Clocking in at just 250 square feet, Apartment 1B is the smallest at the Annex property. When Liz decided to take on the tiny living challenge at this unit, she had a very distinct vision of what was needed. In order to pull off the challenge, she partnered with Leeward Furniture – a carpentry and design studio based in Kensington, Philadelphia. The company is owned by the husband and wife duo John and Gina, Pennsylvania natives who met at just 13 years old at Abington Junior High.
While others may have found Apartment 1B’s floor plan to be difficult, John and Gina said that they were energized by the need to limit themselves on the project. They also found it reminiscent of an earlier, more personal project. “Before we had our daughter (baby Miki), we had this awesome old van that we were going to convert and road trip in. This project reminded us of those tiny living dreams we once had and reawakened those feelings of adventure.”

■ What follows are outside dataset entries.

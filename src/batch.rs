// src/batch.rs

//! Batch resolution
//!
//! Runs the pipeline over many records with bounded concurrency against one
//! shared cache, then groups the results by license text.

use crate::pipeline::{LicensePipeline, Resolution, log_outcome};
use crate::progress::ProgressTracker;
use crate::record::ResolvedFile;
use futures::stream::{self, StreamExt};
use std::collections::HashMap;
use tracing::{error, info, warn};

/// Default number of records resolved at once
pub const DEFAULT_CONCURRENCY: usize = 8;

/// Records that share one license text
#[derive(Debug, Clone, PartialEq, Eq)]
pub struct LicenseGroup {
    pub text: String,
    pub files: Vec<ResolvedFile>,
}

/// Outcome of a batch run
#[derive(Debug, Default)]
pub struct BatchReport {
    /// Resolved records grouped by text, in first-seen input order
    pub groups: Vec<LicenseGroup>,
    pub unresolved: Vec<ResolvedFile>,
    pub canceled: Vec<ResolvedFile>,
}

impl BatchReport {
    /// Build a report from per-record outcomes in input order
    pub fn from_outcomes(outcomes: impl IntoIterator<Item = (ResolvedFile, Resolution)>) -> Self {
        let mut report = BatchReport::default();
        let mut index_of: HashMap<String, usize> = HashMap::new();

        for (record, resolution) in outcomes {
            match resolution {
                Resolution::Resolved(text) => match index_of.get(&text) {
                    Some(&i) => report.groups[i].files.push(record),
                    None => {
                        index_of.insert(text.clone(), report.groups.len());
                        report.groups.push(LicenseGroup {
                            text,
                            files: vec![record],
                        });
                    }
                },
                Resolution::Unresolved => report.unresolved.push(record),
                Resolution::Canceled => report.canceled.push(record),
            }
        }
        report
    }

    pub fn resolved_count(&self) -> usize {
        self.groups.iter().map(|g| g.files.len()).sum()
    }

    pub fn is_empty(&self) -> bool {
        self.groups.is_empty()
    }

    pub fn was_canceled(&self) -> bool {
        !self.canceled.is_empty()
    }
}

/// Resolve `records` with at most `concurrency` in flight
pub async fn resolve_all(
    pipeline: &LicensePipeline,
    records: Vec<ResolvedFile>,
    concurrency: usize,
    progress: &dyn ProgressTracker,
) -> BatchReport {
    let total = records.len();
    info!("Resolving licenses for {} files", total);

    let mut outcomes: Vec<(usize, ResolvedFile, Resolution)> =
        stream::iter(records.into_iter().enumerate())
            .map(|(index, record)| async move {
                if record.manifest.is_none() {
                    warn!("No package manifest for {}", record.display_name());
                }
                let resolution = pipeline.resolve(&record).await;
                log_outcome(&record, &resolution);
                progress.set_message(&record.display_name());
                progress.increment(1);
                (index, record, resolution)
            })
            .buffer_unordered(concurrency.max(1))
            .collect()
            .await;

    outcomes.sort_by_key(|(index, _, _)| *index);
    let report = BatchReport::from_outcomes(
        outcomes
            .into_iter()
            .map(|(_, record, resolution)| (record, resolution)),
    );

    for record in &report.unresolved {
        error!(
            "No license found for {} ({})",
            record.display_name(),
            record.source_path.display()
        );
    }

    let summary = format!(
        "{} resolved, {} unresolved, {} canceled",
        report.resolved_count(),
        report.unresolved.len(),
        report.canceled.len()
    );
    progress.finish_with_message(&summary);
    info!(
        "Resolved {} of {} files into {} license groups ({} coalesced lookups)",
        report.resolved_count(),
        total,
        report.groups.len(),
        pipeline.cache().coalesced_count()
    );
    report
}
// src/lib.rs

//! Third-party license notices generator
//!
//! Finds the license text of every dependency file in a project and writes
//! one consolidated notices document.
//!
//! # Architecture
//!
//! - Records: one per dependency file, with optional package manifest and
//!   binary version metadata
//! - Pipeline: ordered strategies per record, local files before remote lookups
//! - Resolvers: capability-typed, registered per URL kind
//! - Cache: shared across the batch, keyed by package id, URL and path,
//!   with single-flight lookups
//! - Normalization: one canonical form for every accepted text

pub mod batch;
pub mod cache;
pub mod cli;
pub mod config;
mod error;
pub mod manifest;
pub mod normalize;
pub mod notices;
pub mod pipeline;
pub mod probe;
pub mod progress;
pub mod record;
pub mod resolver;
pub mod scan;

pub use batch::{BatchReport, LicenseGroup, resolve_all};
pub use cache::LicenseCache;
pub use config::NoticesConfig;
pub use error::{Error, Result};
pub use pipeline::{LicensePipeline, Resolution, Strategy};
pub use progress::{CliProgress, LogProgress, ProgressTracker, SilentProgress};
pub use record::{PackageManifest, ResolvedFile, VersionInfo};
pub use resolver::{ResolveContext, ResolverRegistry, UrlKind, UrlResolver, VersionInfoResolver};
// src/resolver/local.rs
//! Version-info resolver for binaries restored from a package cache
//!
//! Plain assemblies carry no manifest, but when they live in a NuGet layout
//! the package directory usually ships a license file next to the nuspec.

use super::{ResolveContext, VersionInfoResolver};
use crate::error::Result;
use crate::manifest::package_dir_for;
use crate::probe::probe;
use crate::record::VersionInfo;
use async_trait::async_trait;
use std::path::Path;
use tracing::debug;

#[derive(Debug, Default, Clone, Copy)]
pub struct LocalPackageResolver;

impl LocalPackageResolver {
    pub fn new() -> Self {
        Self
    }
}

#[async_trait]
impl VersionInfoResolver for LocalPackageResolver {
    fn name(&self) -> &str {
        "local-package"
    }

    fn can_resolve(&self, info: &VersionInfo) -> bool {
        !info.file_name.trim().is_empty()
    }

    async fn resolve(&self, info: &VersionInfo, _ctx: &ResolveContext) -> Result<Option<String>> {
        let binary = Path::new(&info.file_name);
        let Some(dir) = package_dir_for(binary).or_else(|| binary.parent().map(Path::to_path_buf))
        else {
            return Ok(None);
        };
        let base_name = binary.file_stem().and_then(|s| s.to_str());

        debug!("Probing {} for {}", dir.display(), info.file_name);
        probe(&dir, base_name)
    }
}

John and Gina, believe in living small for numerous reasons: “Not only is it more sustainable, but it also forces you to be intentional about the things you have and where they go. It seems to us that in situations of living small, a person is more in tune with their spirit and what matters most.” With the Spruce Street Commons project, they had to make sure that their pieces were not only made for max functionality but that they also made the space feel homey and light.
Leeward Furniture’s process for creating such intentional design starts with establishing practical purpose and aesthetic wants with the client “Once we get a good idea of the client’s needs, we brainstorm and research together and create rough sketches with paper and pencil. When we have an idea we’re both happy with, we take our sketch to the computer and create a rendering that we can change and edit with the client’s input. After we have a finalized design, we create shop drawings and start building!”
For the Tiny Living project with Spruce Street Commons, John and Gina added a few more steps to their usual design process: “Our process was basically the same but since it was more of a site-specific project, we did a couple of site visits before beginning. This really helped to get a feeling for what the space needed and what it was capable of handling.”
The final piece was exactly what this tiny living space needed and perfectly complemented the original vision for the apartment. Serving as a bed, desk and plentiful storage space, the room still feels breathable and light as intended. The apartment now has everything a person would need including a retro fridge and 5 windows.
John and Gina themselves were happy with the final product, and of the learnings, they gained. “One thing in particular that we’re proud of in our craft is our growing understanding of the qualities and behaviors of organic material like wood. It informs our designs and makes them more tenable and longer-lasting. The more things we build, the more we learn, it’s never-ending!”